Clay focuses on a specific object. A mug. Where it’s been, what it’s made of, where it has traveled to and who it belonged to over so many years. Like the other performances I was a part of last week, this one also focuses on stories that intertwine and connect, whether intentional or not. One object, many journeys. I thought about Clay‘s message for a while last Thursday night. I hope you do too .
Take a listen before March 7th. The third short in this series, Expired, recently started it’s open ended run. These shows are free to attend (of course a donation to the theater is always appreciated). Register here.
Being/With: Home (feature photo; Nichole Canuso Dance Company)
February 11-24, 2021, February 25-March 14
In case what I’m about to go on about isn’t completely clear, take a look at the full press release on Being/With: Home that I posted last week. This is an interactive experience! You are one of the stars of the show- the piece brings together two solo audience members at a time (in your own separate location) for a virtual encounter. It’s very intimate and therapeutic.

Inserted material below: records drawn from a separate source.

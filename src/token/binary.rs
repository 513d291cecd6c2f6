//! Binary token layouts
//!
//! Compact (0x02): `[ver][scope:6][bits][bearer:8][hours:3][tag:16]`, 35
//! bytes exactly; the bearer field is zero-padded on the right.
//! Extended (0x03): `[ver][scope:8][bits][len][bearer:len][hours:3][tag:32]`
//! with a length-prefixed bearer of 1–64 bytes and a full-length tag.
//!
//! Neither layout stores an endpoint; it must arrive out-of-band.

use super::{
    sign, DecodedToken, Permissions, TokenError, TokenFields, TokenVersion, HOUR_EPOCH_SECS,
};

pub(super) const COMPACT_VERSION: u8 = 0x02;
pub(super) const EXTENDED_VERSION: u8 = 0x03;

const COMPACT_SCOPE_LEN: usize = 6;
const COMPACT_BEARER_LEN: usize = 8;
const COMPACT_TAG_LEN: usize = 16;
const COMPACT_LEN: usize = 1 + COMPACT_SCOPE_LEN + 1 + COMPACT_BEARER_LEN + 3 + COMPACT_TAG_LEN;

const EXTENDED_SCOPE_LEN: usize = 8;
const EXTENDED_TAG_LEN: usize = 32;
const EXTENDED_MAX_BEARER_LEN: usize = 64;
// version + scope + bits + bearer length byte
const EXTENDED_HEADER_LEN: usize = 1 + EXTENDED_SCOPE_LEN + 1 + 1;

const MAX_HOURS: u64 = (1 << 24) - 1;

pub(super) fn decode_compact(bytes: &[u8]) -> Result<DecodedToken, TokenError> {
    if bytes.len() != COMPACT_LEN {
        return Err(TokenError::WrongLength {
            expected: COMPACT_LEN,
            got: bytes.len(),
        });
    }

    let scope = utf8_field(&bytes[1..7], "scope")?;
    let permissions = Permissions::from_bits(bytes[7]);

    let bearer_raw = &bytes[8..16];
    let bearer_len = bearer_raw
        .iter()
        .position(|&b| b == 0)
        .unwrap_or(COMPACT_BEARER_LEN);
    if bearer_len == 0 {
        return Err(TokenError::MalformedField("bearer"));
    }
    let bearer = utf8_field(&bearer_raw[..bearer_len], "bearer")?;

    let expires_at = expiry_from_hours(&bytes[16..19]);

    Ok(DecodedToken {
        version: TokenVersion::Compact,
        scope,
        endpoint: None,
        bearer,
        permissions,
        expires_at,
        signed: bytes[..COMPACT_LEN - COMPACT_TAG_LEN].to_vec(),
        tag: bytes[COMPACT_LEN - COMPACT_TAG_LEN..].to_vec(),
    })
}

pub(super) fn decode_extended(bytes: &[u8]) -> Result<DecodedToken, TokenError> {
    if bytes.len() < EXTENDED_HEADER_LEN {
        return Err(TokenError::Truncated);
    }

    let bearer_len = bytes[EXTENDED_HEADER_LEN - 1] as usize;
    if bearer_len == 0 || bearer_len > EXTENDED_MAX_BEARER_LEN {
        return Err(TokenError::MalformedField("bearer length"));
    }

    let expected = EXTENDED_HEADER_LEN + bearer_len + 3 + EXTENDED_TAG_LEN;
    if bytes.len() != expected {
        return Err(TokenError::WrongLength {
            expected,
            got: bytes.len(),
        });
    }

    let scope = utf8_field(&bytes[1..9], "scope")?;
    let permissions = Permissions::from_bits(bytes[9]);
    let bearer = utf8_field(
        &bytes[EXTENDED_HEADER_LEN..EXTENDED_HEADER_LEN + bearer_len],
        "bearer",
    )?;

    let hours_at = EXTENDED_HEADER_LEN + bearer_len;
    let expires_at = expiry_from_hours(&bytes[hours_at..hours_at + 3]);

    Ok(DecodedToken {
        version: TokenVersion::Extended,
        scope,
        endpoint: None,
        bearer,
        permissions,
        expires_at,
        signed: bytes[..expected - EXTENDED_TAG_LEN].to_vec(),
        tag: bytes[expected - EXTENDED_TAG_LEN..].to_vec(),
    })
}

pub(super) fn encode_compact(fields: &TokenFields, secret: &[u8]) -> Result<Vec<u8>, TokenError> {
    if fields.endpoint.is_some() {
        return Err(TokenError::Unencodable("compact layout carries no endpoint"));
    }
    if fields.scope.len() != COMPACT_SCOPE_LEN {
        return Err(TokenError::Unencodable("scope must be exactly 6 bytes"));
    }
    if fields.bearer.is_empty() || fields.bearer.len() > COMPACT_BEARER_LEN {
        return Err(TokenError::Unencodable("bearer must be 1-8 bytes"));
    }
    if fields.bearer.as_bytes().contains(&0) {
        return Err(TokenError::Unencodable("NUL inside bearer"));
    }

    let mut out = Vec::with_capacity(COMPACT_LEN);
    out.push(COMPACT_VERSION);
    out.extend_from_slice(fields.scope.as_bytes());
    out.push(fields.permissions.bits());

    let mut bearer = [0u8; COMPACT_BEARER_LEN];
    bearer[..fields.bearer.len()].copy_from_slice(fields.bearer.as_bytes());
    out.extend_from_slice(&bearer);

    out.extend_from_slice(&hours_bytes(fields.expires_at)?);

    let tag = sign(secret, &out);
    out.extend_from_slice(&tag[..COMPACT_TAG_LEN]);
    Ok(out)
}

pub(super) fn encode_extended(fields: &TokenFields, secret: &[u8]) -> Result<Vec<u8>, TokenError> {
    if fields.endpoint.is_some() {
        return Err(TokenError::Unencodable("extended layout carries no endpoint"));
    }
    if fields.scope.len() != EXTENDED_SCOPE_LEN {
        return Err(TokenError::Unencodable("scope must be exactly 8 bytes"));
    }
    if fields.bearer.is_empty() || fields.bearer.len() > EXTENDED_MAX_BEARER_LEN {
        return Err(TokenError::Unencodable("bearer must be 1-64 bytes"));
    }

    let mut out = Vec::with_capacity(EXTENDED_HEADER_LEN + fields.bearer.len() + 3 + EXTENDED_TAG_LEN);
    out.push(EXTENDED_VERSION);
    out.extend_from_slice(fields.scope.as_bytes());
    out.push(fields.permissions.bits());
    out.push(fields.bearer.len() as u8);
    out.extend_from_slice(fields.bearer.as_bytes());
    out.extend_from_slice(&hours_bytes(fields.expires_at)?);

    let tag = sign(secret, &out);
    out.extend_from_slice(&tag);
    Ok(out)
}

fn utf8_field(bytes: &[u8], name: &'static str) -> Result<String, TokenError> {
    std::str::from_utf8(bytes)
        .map(str::to_string)
        .map_err(|_| TokenError::MalformedField(name))
}

fn expiry_from_hours(bytes: &[u8]) -> u64 {
    let hours = u64::from(bytes[0]) << 16 | u64::from(bytes[1]) << 8 | u64::from(bytes[2]);
    HOUR_EPOCH_SECS + hours * 3600
}

fn hours_bytes(expires_at: u64) -> Result<[u8; 3], TokenError> {
    if expires_at < HOUR_EPOCH_SECS {
        return Err(TokenError::InvalidExpiry);
    }
    let hours = (expires_at - HOUR_EPOCH_SECS) / 3600;
    if hours > MAX_HOURS {
        return Err(TokenError::InvalidExpiry);
    }
    Ok([(hours >> 16) as u8, (hours >> 8) as u8, hours as u8])
}

#[cfg(test)]
mod tests {
    use super::*;

    const SECRET: &[u8] = b"binary-secret";

    fn compact_fields() -> TokenFields {
        TokenFields {
            scope: "abc123".to_string(),
            endpoint: None,
            bearer: "u1".to_string(),
            permissions: Permissions::from_bits(Permissions::READ),
            expires_at: HOUR_EPOCH_SECS + 48 * 3600,
        }
    }

    #[test]
    fn test_compact_is_exactly_35_bytes() {
        let bytes = encode_compact(&compact_fields(), SECRET).unwrap();
        assert_eq!(bytes.len(), 35);
        assert_eq!(bytes[0], COMPACT_VERSION);
    }

    #[test]
    fn test_compact_scope_length_enforced() {
        let mut f = compact_fields();
        f.scope = "short".to_string();
        assert!(matches!(
            encode_compact(&f, SECRET),
            Err(TokenError::Unencodable(_))
        ));
    }

    #[test]
    fn test_compact_rejects_embedded_endpoint() {
        let mut f = compact_fields();
        f.endpoint = Some("https://e".to_string());
        assert!(matches!(
            encode_compact(&f, SECRET),
            Err(TokenError::Unencodable(_))
        ));
    }

    #[test]
    fn test_compact_bearer_padding_trimmed() {
        let bytes = encode_compact(&compact_fields(), SECRET).unwrap();
        let decoded = decode_compact(&bytes).unwrap();
        assert_eq!(decoded.bearer, "u1");

        let mut f = compact_fields();
        f.bearer = "eightchr".to_string();
        let bytes = encode_compact(&f, SECRET).unwrap();
        assert_eq!(decode_compact(&bytes).unwrap().bearer, "eightchr");
    }

    #[test]
    fn test_compact_wrong_length() {
        let mut bytes = encode_compact(&compact_fields(), SECRET).unwrap();
        bytes.push(0);
        assert_eq!(
            decode_compact(&bytes),
            Err(TokenError::WrongLength { expected: 35, got: 36 })
        );
    }

    #[test]
    fn test_extended_variable_bearer_length() {
        let mut f = compact_fields();
        f.scope = "scope--8".to_string();
        f.bearer = "someone@stores.example".to_string();
        let bytes = encode_extended(&f, SECRET).unwrap();
        assert_eq!(bytes[0], EXTENDED_VERSION);
        assert_eq!(bytes.len(), 11 + f.bearer.len() + 3 + 32);

        let decoded = decode_extended(&bytes).unwrap();
        assert_eq!(decoded.bearer, f.bearer);
    }

    #[test]
    fn test_extended_bearer_too_long() {
        let mut f = compact_fields();
        f.scope = "scope--8".to_string();
        f.bearer = "b".repeat(65);
        assert!(matches!(
            encode_extended(&f, SECRET),
            Err(TokenError::Unencodable(_))
        ));
    }

    #[test]
    fn test_extended_zero_bearer_length_rejected() {
        let mut bytes = vec![EXTENDED_VERSION];
        bytes.extend_from_slice(b"scope--8");
        bytes.push(0x01);
        bytes.push(0); // bearer length
        bytes.extend_from_slice(&[0u8; 35]);
        assert_eq!(
            decode_extended(&bytes),
            Err(TokenError::MalformedField("bearer length"))
        );
    }

    #[test]
    fn test_extended_short_input_is_truncated() {
        assert_eq!(decode_extended(&[EXTENDED_VERSION, 1, 2]), Err(TokenError::Truncated));
    }

    #[test]
    fn test_hour_granularity_rounds_down() {
        let mut f = compact_fields();
        f.expires_at = HOUR_EPOCH_SECS + 48 * 3600 + 1800; // half past the hour
        let bytes = encode_compact(&f, SECRET).unwrap();
        let decoded = decode_compact(&bytes).unwrap();
        // Rounding down shortens validity rather than extending it
        assert_eq!(decoded.expires_at, HOUR_EPOCH_SECS + 48 * 3600);
    }

    #[test]
    fn test_expiry_before_epoch_rejected() {
        let mut f = compact_fields();
        f.expires_at = HOUR_EPOCH_SECS - 1;
        assert_eq!(encode_compact(&f, SECRET), Err(TokenError::InvalidExpiry));
    }

    #[test]
    fn test_expiry_beyond_three_bytes_rejected() {
        let mut f = compact_fields();
        f.expires_at = HOUR_EPOCH_SECS + (MAX_HOURS + 1) * 3600;
        assert_eq!(encode_compact(&f, SECRET), Err(TokenError::InvalidExpiry));
    }
}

Despite not knowing exactly what to expect, I looked forward to this experience. You’re asked to set aside about an hour, have three objects that mean something to you on hand, a quiet room, and space to move around. I was surprised to discover how our objects complimented each other and how easily I could related to the other person’s stories. It’s also incredible to see how the moderators on the call work with what you provide to create a unique, one-hour “show”. They adapt to you, and you adapt to the partner you just met. This is something you can easily get addicted to, meeting a new person for just a little while and creating stories and movements over and over. Then, you wave goodbye and that’s it, but the experience will certainly stick with you. You can learn so much about a person from one story and one brief encounter. Still, so much about that person will forever remain a mystery.
Being/With: Home was created by writer/choreographer Nichole Canuso and will hopefully premiere in-person in Fall 2021. It works beautifully at home, though, and if you’re interested in mixing up what is likely a dull routine right now (because of Covid!), give Being/With: Home a try. It’s exciting and meaningful. Step out of the comfort zone you may have created this year and do this.
Being/With: Home is currently being hosted virtually through The John Michael Kohler Arts Center in Sheboygan, Wisconsin. The performances are free, but all booked up. You can add your name to a waitlist here. From February 25th to March 15th, Being/With: Home will take place virtually with the Bates Dance Festival in Lewiston, Maine. Tickets are $15 and available here.